Full-length ZNF32 was cloned into the pGEX-5X-3 vector (GE Healthcare, United Kindom) and transformed into E.coli BL21(DE3) star competent cells. The fusion protein was expressed under optimum folding conditions [46], and protein samples were collected at each step for 12% sodium dodecyl sulfate-polyacrylamide gel electrophoresis (SDS-PAGE). Separated proteins were visualized with Coomassie brilliant blue R 250, and the expression level of the fusion protein was estimated by densitometric analysis with Quantity One 1D image analysis (Bio-Rad).

GST-ZNF32 fusion protein from the supernatant was applied to affinity chromatography with Glutathione Sepharose 4B (GE Healthcare, United Kindom) according to the manufacturer's instructions.

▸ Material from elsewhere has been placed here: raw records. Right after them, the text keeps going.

//! Search indexing delegated to an external program.
//!
//! The configured binary receives the merged tree root as its final
//! argument and owns the index format end to end. Useful when the
//! site is fronted by a search service with its own ingestion
//! tooling.

use std::path::Path;
use std::process::Command;

use docweld_dom::{Handle, append_child, create_element};

use crate::{SearchEngine, SearchIndexError};

/// Default query endpoint the widget form submits to.
const DEFAULT_QUERY_URL: &str = "/search";

/// Search engine that shells out to an indexer binary.
pub struct ExternalIndexEngine {
    program: String,
    args: Vec<String>,
    query_url: String,
}

impl ExternalIndexEngine {
    #[must_use]
    pub fn new(program: impl Into<String>) -> Self {
        Self {
            program: program.into(),
            args: Vec::new(),
            query_url: DEFAULT_QUERY_URL.to_owned(),
        }
    }

    /// Arguments passed before the merged tree root.
    #[must_use]
    pub fn with_args(mut self, args: Vec<String>) -> Self {
        self.args = args;
        self
    }

    /// Endpoint the rendered widget submits queries to.
    #[must_use]
    pub fn with_query_url(mut self, query_url: impl Into<String>) -> Self {
        self.query_url = query_url.into();
        self
    }
}

impl SearchEngine for ExternalIndexEngine {
    fn name(&self) -> &'static str {
        "external"
    }

    fn render_widget(&self, nav: &Handle) {
        let form = create_element(
            "form",
            &[
                ("class", "docweld-search"),
                ("action", &self.query_url),
                ("method", "get"),
            ],
        );
        let input = create_element(
            "input",
            &[
                ("type", "search"),
                ("name", "q"),
                ("class", "docweld-search-input"),
                ("placeholder", "Search docs"),
            ],
        );
        append_child(&form, input);
        append_child(nav, form);
    }

    fn build_index(&self, root: &Path, versions: &[String]) -> Result<(), SearchIndexError> {
        for version in versions {
            if !root.join(version).is_dir() {
                return Err(SearchIndexError::MissingVersion(version.clone()));
            }
        }

        tracing::info!(program = %self.program, "Running external indexer");
        let output = Command::new(&self.program)
            .args(&self.args)
            .arg(root)
            .output()
            .map_err(|source| SearchIndexError::IndexerSpawn {
                program: self.program.clone(),
                source,
            })?;

        if !output.status.success() {
            let stderr = String::from_utf8_lossy(&output.stderr);
            tracing::warn!(
                program = %self.program,
                status = %output.status,
                stderr = %stderr.trim(),
                "External indexer failed"
            );
            return Err(SearchIndexError::IndexerFailed {
                program: self.program.clone(),
                status: output.status,
            });
        }
        Ok(())
    }
}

Purified protein was digested with Factor Xa (GE Healthcare, United Kindom) for 16 hrs in 1 mM CaCl2, 100 mM NaCl, and 50 mM Tri-HCl (pH 8.0) at 22°C to remove the GST tag. Protein samples were used for Coomassie brilliant blue R 250 Staining and western blotting.

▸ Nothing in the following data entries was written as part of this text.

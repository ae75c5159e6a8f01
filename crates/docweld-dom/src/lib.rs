//! Lenient HTML parsing and DOM mutation for docweld.
//!
//! Thin wrappers around `html5ever`'s document parser and serializer, working
//! on the reference-counted DOM from `markup5ever_rcdom`. The merge pipeline
//! needs exactly four capabilities:
//!
//! - parse whatever a documentation renderer emitted without rejecting it
//! - locate elements in document order
//! - splice new nodes into position
//! - serialize the tree back out
//!
//! Handles are `Rc`-based and not `Send`; callers keep each document's tree
//! on the thread that parsed it.

use std::cell::RefCell;
use std::io;
use std::rc::Rc;

use html5ever::serialize::{SerializeOpts, serialize};
use html5ever::tendril::TendrilSink;
use html5ever::tree_builder::TreeBuilderOpts;
use html5ever::{Attribute, LocalName, Namespace, ParseOpts, QualName};
use markup5ever_rcdom::{Node, NodeData, RcDom, SerializableHandle};

pub use markup5ever_rcdom::Handle;

/// XHTML namespace for created elements. The parser assigns the same
/// namespace, so created and parsed nodes serialize identically (in
/// particular, void elements like `link` stay void).
const HTML_NS: &str = "http://www.w3.org/1999/xhtml";

/// Parse an HTML document leniently.
///
/// Never fails: html5ever recovers from malformed markup the way browsers do
/// and always produces a tree with exactly one `html`/`head`/`body`. Invalid
/// UTF-8 is decoded lossily.
#[must_use]
pub fn parse_html(bytes: &[u8]) -> RcDom {
    let opts = ParseOpts {
        tree_builder: TreeBuilderOpts {
            drop_doctype: false,
            ..TreeBuilderOpts::default()
        },
        ..ParseOpts::default()
    };

    html5ever::parse_document(RcDom::default(), opts)
        .from_utf8()
        .one(bytes)
}

/// Serialize a full document back to bytes, doctype included.
///
/// # Errors
///
/// Returns `io::Error` if the serializer reports one; writing to a `Vec`
/// cannot fail in practice.
pub fn serialize_html(dom: &RcDom) -> io::Result<Vec<u8>> {
    let mut bytes = Vec::new();
    let document: SerializableHandle = Rc::clone(&dom.document).into();
    serialize(&mut bytes, &document, SerializeOpts::default())?;
    Ok(bytes)
}

/// True if the node is an element with the given (lowercase) tag name.
#[must_use]
pub fn is_element(node: &Handle, tag: &str) -> bool {
    match &node.data {
        NodeData::Element { name, .. } => name.local.as_ref() == tag,
        _ => false,
    }
}

/// Find the first element with the given tag name, in document order.
#[must_use]
pub fn find_first_element(root: &Handle, tag: &str) -> Option<Handle> {
    if is_element(root, tag) {
        return Some(Rc::clone(root));
    }
    for child in root.children.borrow().iter() {
        if let Some(found) = find_first_element(child, tag) {
            return Some(found);
        }
    }
    None
}

/// Get an attribute value from an element.
#[must_use]
pub fn get_attribute(node: &Handle, attr: &str) -> Option<String> {
    if let NodeData::Element { attrs, .. } = &node.data {
        return attrs
            .borrow()
            .iter()
            .find(|a| a.name.local.as_ref() == attr)
            .map(|a| a.value.to_string());
    }
    None
}

/// True if the element carries the attribute, regardless of its value.
#[must_use]
pub fn has_attribute(node: &Handle, attr: &str) -> bool {
    match &node.data {
        NodeData::Element { attrs, .. } => {
            attrs.borrow().iter().any(|a| a.name.local.as_ref() == attr)
        }
        _ => false,
    }
}

/// Set an attribute on an element, replacing any existing value.
pub fn set_attribute(node: &Handle, attr: &str, value: &str) {
    if let NodeData::Element { attrs, .. } = &node.data {
        let mut attrs = attrs.borrow_mut();
        for existing in attrs.iter_mut() {
            if existing.name.local.as_ref() == attr {
                existing.value = value.into();
                return;
            }
        }
        attrs.push(Attribute {
            name: attr_name(attr),
            value: value.into(),
        });
    }
}

/// Create a detached element in the HTML namespace.
#[must_use]
pub fn create_element(tag: &str, attrs: &[(&str, &str)]) -> Handle {
    let attrs = attrs
        .iter()
        .map(|(name, value)| Attribute {
            name: attr_name(name),
            value: (*value).into(),
        })
        .collect();

    Node::new(NodeData::Element {
        name: QualName::new(None, Namespace::from(HTML_NS), LocalName::from(tag)),
        attrs: RefCell::new(attrs),
        template_contents: RefCell::new(None),
        mathml_annotation_xml_integration_point: false,
    })
}

/// Create a detached text node.
#[must_use]
pub fn create_text(text: &str) -> Handle {
    Node::new(NodeData::Text {
        contents: RefCell::new(text.into()),
    })
}

/// Append `child` as the last child of `parent`.
pub fn append_child(parent: &Handle, child: Handle) {
    child.parent.set(Some(Rc::downgrade(parent)));
    parent.children.borrow_mut().push(child);
}

/// Insert `child` as the first child of `parent`.
pub fn prepend_child(parent: &Handle, child: Handle) {
    child.parent.set(Some(Rc::downgrade(parent)));
    parent.children.borrow_mut().insert(0, child);
}

/// First child that is not whitespace-only text or a comment.
///
/// Renderers put a newline between `<body>` and their content wrapper; that
/// text node is not content for marker detection.
#[must_use]
pub fn first_content_child(node: &Handle) -> Option<Handle> {
    node.children
        .borrow()
        .iter()
        .find(|child| match &child.data {
            NodeData::Text { contents } => !contents.borrow().trim().is_empty(),
            NodeData::Comment { .. } | NodeData::ProcessingInstruction { .. } => false,
            _ => true,
        })
        .map(Rc::clone)
}

/// Concatenated text content of a node's subtree, tags ignored.
#[must_use]
pub fn text_content(node: &Handle) -> String {
    let mut text = String::new();
    collect_text(node, &mut text);
    text
}

fn collect_text(node: &Handle, out: &mut String) {
    match &node.data {
        NodeData::Text { contents } => out.push_str(&contents.borrow()),
        NodeData::Element { .. } | NodeData::Document => {
            for child in node.children.borrow().iter() {
                collect_text(child, out);
            }
        }
        _ => {}
    }
}

/// Attribute names carry no namespace, matching what the parser produces.
fn attr_name(name: &str) -> QualName {
    QualName::new(None, Namespace::from(""), LocalName::from(name))
}

#[cfg(test)]
mod tests {
    use pretty_assertions::assert_eq;

    use super::*;

    fn serialize_to_string(dom: &RcDom) -> String {
        String::from_utf8(serialize_html(dom).unwrap()).unwrap()
    }

    #[test]
    fn parse_and_serialize_roundtrip() {
        let html = "<!DOCTYPE html><html><head><title>T</title></head><body><p>Hello</p></body></html>";
        let dom = parse_html(html.as_bytes());
        let out = serialize_to_string(&dom);

        assert!(out.starts_with("<!DOCTYPE html>"));
        assert!(out.contains("<p>Hello</p>"));
    }

    #[test]
    fn parse_is_lenient_about_malformed_markup() {
        let dom = parse_html(b"<html><body><p>unclosed<div>nested</body>");
        let out = serialize_to_string(&dom);

        assert!(out.contains("unclosed"));
        assert!(out.contains("nested"));
    }

    #[test]
    fn parse_synthesizes_head_and_body() {
        let dom = parse_html(b"<p>bare</p>");

        assert!(find_first_element(&dom.document, "head").is_some());
        assert!(find_first_element(&dom.document, "body").is_some());
    }

    #[test]
    fn find_first_element_follows_document_order() {
        let dom = parse_html(b"<html><body><div id=\"a\"><span></span></div><div id=\"b\"></div></body></html>");

        let div = find_first_element(&dom.document, "div").unwrap();
        assert_eq!(get_attribute(&div, "id").as_deref(), Some("a"));
    }

    #[test]
    fn attribute_get_set_has() {
        let dom = parse_html(b"<html><body><div id=\"main\">x</div></body></html>");
        let div = find_first_element(&dom.document, "div").unwrap();

        assert!(has_attribute(&div, "id"));
        assert_eq!(get_attribute(&div, "id").as_deref(), Some("main"));
        assert!(!has_attribute(&div, "class"));

        set_attribute(&div, "class", "wrapper");
        assert_eq!(get_attribute(&div, "class").as_deref(), Some("wrapper"));

        set_attribute(&div, "id", "other");
        assert_eq!(get_attribute(&div, "id").as_deref(), Some("other"));
    }

    #[test]
    fn created_link_serializes_as_void_element() {
        let dom = parse_html(b"<html><head></head><body></body></html>");
        let head = find_first_element(&dom.document, "head").unwrap();
        append_child(
            &head,
            create_element("link", &[("rel", "stylesheet"), ("href", "a.css")]),
        );

        let out = serialize_to_string(&dom);
        assert!(out.contains("<link rel=\"stylesheet\" href=\"a.css\">"));
        assert!(!out.contains("</link>"));
    }

    #[test]
    fn prepend_child_becomes_first() {
        let dom = parse_html(b"<html><body><p>old</p></body></html>");
        let body = find_first_element(&dom.document, "body").unwrap();
        let nav = create_element("nav", &[("id", "topbar")]);
        append_child(&nav, create_text("menu"));
        prepend_child(&body, nav);

        let first = first_content_child(&body).unwrap();
        assert!(is_element(&first, "nav"));

        let out = serialize_to_string(&dom);
        let nav_pos = out.find("<nav").unwrap();
        let p_pos = out.find("<p>").unwrap();
        assert!(nav_pos < p_pos);
    }

    #[test]
    fn text_nodes_escape_on_serialize() {
        let dom = parse_html(b"<html><body></body></html>");
        let body = find_first_element(&dom.document, "body").unwrap();
        let span = create_element("span", &[]);
        append_child(&span, create_text("a < b & c"));
        append_child(&body, span);

        let out = serialize_to_string(&dom);
        assert!(out.contains("a &lt; b &amp; c"));
    }

    #[test]
    fn first_content_child_skips_whitespace_and_comments() {
        let dom = parse_html(b"<html><body>\n  <!-- generator -->\n  <div data-x=\"1\">c</div></body></html>");
        let body = find_first_element(&dom.document, "body").unwrap();

        let first = first_content_child(&body).unwrap();
        assert!(is_element(&first, "div"));
    }

    #[test]
    fn first_content_child_sees_leading_text() {
        let dom = parse_html(b"<html><body>loose text<div>c</div></body></html>");
        let body = find_first_element(&dom.document, "body").unwrap();

        let first = first_content_child(&body).unwrap();
        assert!(!is_element(&first, "div"));
    }

    #[test]
    fn text_content_concatenates_subtree() {
        let dom = parse_html(b"<html><body><h1>Title</h1><p>Hello <em>world</em></p></body></html>");
        let body = find_first_element(&dom.document, "body").unwrap();

        assert_eq!(text_content(&body), "TitleHello world");
    }
}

Screening for ZNF32 DNA binding sites by CASTing

The nucleic acid sequence bound by ZNF32 was selected from a pool of random oligonucleotides via CASTing. A 55-base oligonucleotide was synthesized beginning with 5′-ACCACAGTCCATGCCATCAC-32, followed by a stretch of 15 random bases and ending with the sequence 5′-TCCACCACCCTGTTGCTGTA-32; the known sequences also served as priming sites for subsequent PCR. After synthesis of the complementary strand by PCR, the double-stranded oligomer was mixed with bead-GST-ZNF32 complexes, and the bound DNA was amplified by PCR. The products from the first CASTing were used for the next CASTing cycle [47]. Ten cycles of CASTing were performed, and the final PCR products that preferentially bound ZNF32 compared with GST were cloned into the pGEM-T easy vector. A total of 22 clones were sequenced.

Electrophoretic mobility shift assay (EMSA)

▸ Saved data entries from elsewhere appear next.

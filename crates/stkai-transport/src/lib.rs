//! HTTP transport abstraction for the stkai SDK.
//!
//! A deliberately narrow contract: [`HttpTransport`] exposes `get` and
//! `post` with per-request timeouts, returning either a
//! [`TransportResponse`] (any HTTP status, with headers and body) or a
//! [`TransportError`] of a well-known kind (timeout, connection, auth).
//! Status-code policy lives upstream in the orchestrator, not here.
//!
//! Two auth variants cover the supported environments (see [`auth`]):
//! host-delegated tokens injected by an ambient CLI, and OAuth2
//! client-credentials with a cached, coalesced-refresh token.

pub mod auth;
mod client;
mod error;

pub use auth::{detect_provider, AuthProvider, ClientCredentialsAuth, HostTokenAuth};
pub use client::ReqwestTransport;
pub use error::TransportError;

use std::collections::HashMap;
use std::time::Duration;

use async_trait::async_trait;

/// A response obtained from the server, whatever its status.
#[derive(Debug, Clone)]
pub struct TransportResponse {
    /// HTTP status code.
    pub status: u16,
    /// Response headers, keys lowercased.
    pub headers: HashMap<String, String>,
    /// Raw response body.
    pub body: String,
}

impl TransportResponse {
    /// Whether the status is 2xx.
    pub fn is_success(&self) -> bool {
        (200..300).contains(&self.status)
    }

    /// The `Retry-After` header as numeric seconds.
    ///
    /// Only the delta-seconds form is supported; the HTTP-date form is
    /// treated as absent.
    pub fn retry_after_secs(&self) -> Option<f64> {
        self.headers
            .get("retry-after")
            .and_then(|value| value.trim().parse::<f64>().ok())
    }
}

/// Minimal two-operation HTTP contract consumed by the orchestrator.
#[async_trait]
pub trait HttpTransport: Send + Sync {
    /// Executes an authorized GET.
    async fn get(&self, url: &str, timeout: Duration)
        -> Result<TransportResponse, TransportError>;

    /// Executes an authorized POST with a JSON body.
    async fn post(
        &self,
        url: &str,
        body: &serde_json::Value,
        timeout: Duration,
    ) -> Result<TransportResponse, TransportError>;
}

In order to determine the relative affinity of ZNF32 for double-stranded DNA, the 5′-biotin-labeled oligonucleotide 5′-tttgtagtcaagtgcattttagccacaaagat-32, corresponding to the human SOX2 promoter, was synthesized by Invitrogen. The GST-ZNF32 fusion protein was purified as described above. Nuclear proteins from BE(2)-C stable cells were prepared using the ProteoJET™ Cytoplasmic and Nuclear protein Extraction Kit (Thermo Scientific) according to the manufacturer's instructions. Approximately 10 μg of nuclear protein or 2 μg GST-ZNF32 fusion protein was incubated with 2 nM biotin-labelled double-stranded oligonucleotide probe in reaction buffer for 20 min at room temperature using the LightShift™ Chemiluminescent EMSA Kit (Pierce Biotechnology). Samples were subjected to 5% nondenaturing gel electrophoresis in 0.5×Tris-borate EDTA, transferred to a positively charged nylon membrane (Millipore), and the membrane was developed using the Chemiluminescent Nucleic Acid Detection Module (Thermo Scientific) according to the manufacturer's instructions. For competition assays, a 200-fold excess of unlabeled probe was included to the binding reactions.

Chromatin immunoprecipitation (ChIP)

ChIP was performed using the EZ-Magna-ChIP TM G One-Day Chromatin Immunoprecipitation Kit (17-409 Millipore) according to the manufacturer's instructions. BE(2)-C cells transfected with pEGFP-N1/pEGFP-ZNF32 were cross-linked with 1% formaldehyde for 15 min at room temperature. Formaldehyde was quenched with 125 mM Glycine for 5 min, and the cells were then collected and washed. Cells and cell nuclei were lysed sequentially. The extract was sonicated and incubated overnight with anti-GFP antibody (ab183734, Abcam, United Kindom) and anti-IgG (ab171870, Abcam, United Kindom) at 4°C. The bound DNA was analyzed using PCR. The primers are listed in Table 1.